Embora Hariri tenha dito durante a sua escala em Beirute que o momento ainda não era propício para ele regressar à lamacenta arena política do Líbano, ele ofereceu a sua “intervenção” se “sentisse que a comunidade sunita no Líbano estava inclinada para o extremismo”. Muitos ligaram os seus comentários ao julgamento de 84 civis nos Emirados Árabes Unidos na semana passada, acusados ​​de serem membros de organizações da “Irmandade Muçulmana” (MB) – um grupo proibido nos Emirados Árabes Unidos – bem como à notável retirada da cidadania da figura principal da MB, Mahmoud Hussein, por Turkiye. em meio ao esforço de Ancara para consertar os laços com Abu Dhabi.

Uma fonte libanesa que acompanhou Hariri na sua visita sugere ao  The Cradle  que “a preocupação com a Irmandade Muçulmana pode abrir caminho para o retorno das relações de Hariri com a Síria.” Por outras palavras, o antigo primeiro-ministro poderia obter o apoio dos sauditas, dos Emirados e dos sírios anti-MB, se seguir esta linha política dentro do Líbano. Curiosamente,  uma figura libanesa próxima do Qatar pró-MB atacou Hariri imediatamente após a sua chegada ao aeroporto via X (anteriormente conhecido como Twitter).
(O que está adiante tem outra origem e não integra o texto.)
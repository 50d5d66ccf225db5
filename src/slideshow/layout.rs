use raylib::prelude::*;
use crate::slideshow::engine::Frame;
use crate::slideshow::state::Direction;

/// Horizontal fraction `[start, end]` of a slide or of the viewport.
#[derive(Debug, Clone, Copy, PartialEq)]
pub struct Span {
    pub start: f32,
    pub end: f32,
}

impl Span {
    pub const FULL: Span = Span { start: 0.0, end: 1.0 };

    pub fn width(&self) -> f32 {
        self.end - self.start
    }
}

/// One clipped piece of a slide: which part of it is drawn where in the viewport.
#[derive(Debug, Clone, Copy, PartialEq)]
pub struct Segment {
    pub index: usize,
    pub source: Span,
    pub dest: Span,
}

/// Splits the viewport between the visible slides of `frame`.
pub fn segments(frame: Frame) -> Vec<Segment> {
    match frame {
        Frame::Still { index } => vec![Segment { index, source: Span::FULL, dest: Span::FULL }],
        Frame::Push { outgoing, incoming, progress, direction } => {
            let p = progress.clamp(0.0, 1.0);
            let (out_src, out_dst, in_src, in_dst) = match direction {
                Direction::Forward => (
                    Span { start: p, end: 1.0 },
                    Span { start: 0.0, end: 1.0 - p },
                    Span { start: 0.0, end: p },
                    Span { start: 1.0 - p, end: 1.0 },
                ),
                Direction::Backward => (
                    Span { start: 0.0, end: 1.0 - p },
                    Span { start: p, end: 1.0 },
                    Span { start: 1.0 - p, end: 1.0 },
                    Span { start: 0.0, end: p },
                ),
            };
            [
                Segment { index: outgoing, source: out_src, dest: out_dst },
                Segment { index: incoming, source: in_src, dest: in_dst },
            ]
            .into_iter()
            .filter(|segment| segment.dest.width() > 0.0)
            .collect()
        }
    }
}

/// Centered crop of a `tex_w` x `tex_h` texture that fills `view` without distortion.
pub fn cover_crop(tex_w: f32, tex_h: f32, view: Rectangle) -> Rectangle {
    if tex_w <= 0.0 || tex_h <= 0.0 || view.width <= 0.0 || view.height <= 0.0 {
        return Rectangle::new(0.0, 0.0, tex_w.max(0.0), tex_h.max(0.0));
    }
    let view_ratio = view.width / view.height;
    let tex_ratio = tex_w / tex_h;
    if tex_ratio > view_ratio {
        // Too wide: trim left and right
        let w = tex_h * view_ratio;
        Rectangle::new((tex_w - w) * 0.5, 0.0, w, tex_h)
    } else {
        let h = tex_w / view_ratio;
        Rectangle::new(0.0, (tex_h - h) * 0.5, tex_w, h)
    }
}

/// Source and destination rectangles for drawing `segment` into `view`.
pub fn segment_rects(segment: &Segment, crop: Rectangle, view: Rectangle) -> (Rectangle, Rectangle) {
    let source = Rectangle::new(
        crop.x + crop.width * segment.source.start,
        crop.y,
        crop.width * segment.source.width(),
        crop.height,
    );
    let dest = Rectangle::new(
        view.x + view.width * segment.dest.start,
        view.y,
        view.width * segment.dest.width(),
        view.height,
    );
    (source, dest)
}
Os ventos regionais parecem estar a mudar de direção, em grande parte porque o tradicional “garante” da segurança do Golfo, os Estados Unidos, está empenhado em alimentar uma crise insustentável ao apoiar incondicionalmente o ataque de Israel a Gaza. Em Munique, o ministro dos Negócios Estrangeiros egípcio, Sameh Shoukry, procurou um “consenso palestiniano” que abrisse o caminho para um acordo de “dois estados”, no qual, segundo ele, o Hamas está excluído. O consenso árabe-islâmico procura atualmente uma solução palestiniana a longo prazo depois de a poeira em Gaza baixar, o que incluiria necessariamente atrair o “Hamas” e a “Fatah” para um governo de consenso nacional.

Em Beirute, o antigo Presidente Michel Aoun sente este consenso e fez questão de se opor a quaisquer ligações do “destino do Líbano a Gaza”. Aoun, que já se opôs ao Acordo de Taif, aguarda a oportunidade de se opor novamente. Isto é, obviamente, uma jogada interna, principalmente para garantir que a voz minoritária cristã do país seja ouvida em quaisquer acordos políticos que surjam no horizonte.

Mas Gaza continua a ser inevitável no Líbano, com Israel a travar uma guerra contra o Hezbollah na fronteira sul do país, que atingiu 45 quilómetros para dentro do país esta semana, quando Tel Aviv atacou locais civis perto de Sidon. A guerra de Gaza está agora a desenrolar-se em múltiplos teatros – no Líbano, na Síria, na Palestina, no Iraque e no Iémen – e tem potencial para se expandir e aprofundar ainda mais. É esta guerra travada por Israel e pelo seu aliado EUA que está a levar rapidamente os Estados Árabes a recalibrar a direção da região a partir de dentro e entre si.

Isto levanta a questão agora frequentemente ouvida em Beirute: e se Damasco, Riade e Teerão concordarem desta vez? Todos aguardam esse momento para reservar os seus lugares no mais recente teatro da Ásia Ocidental.
As opiniões expressas neste artigo não refletem necessariamente as do Oriente Mídia.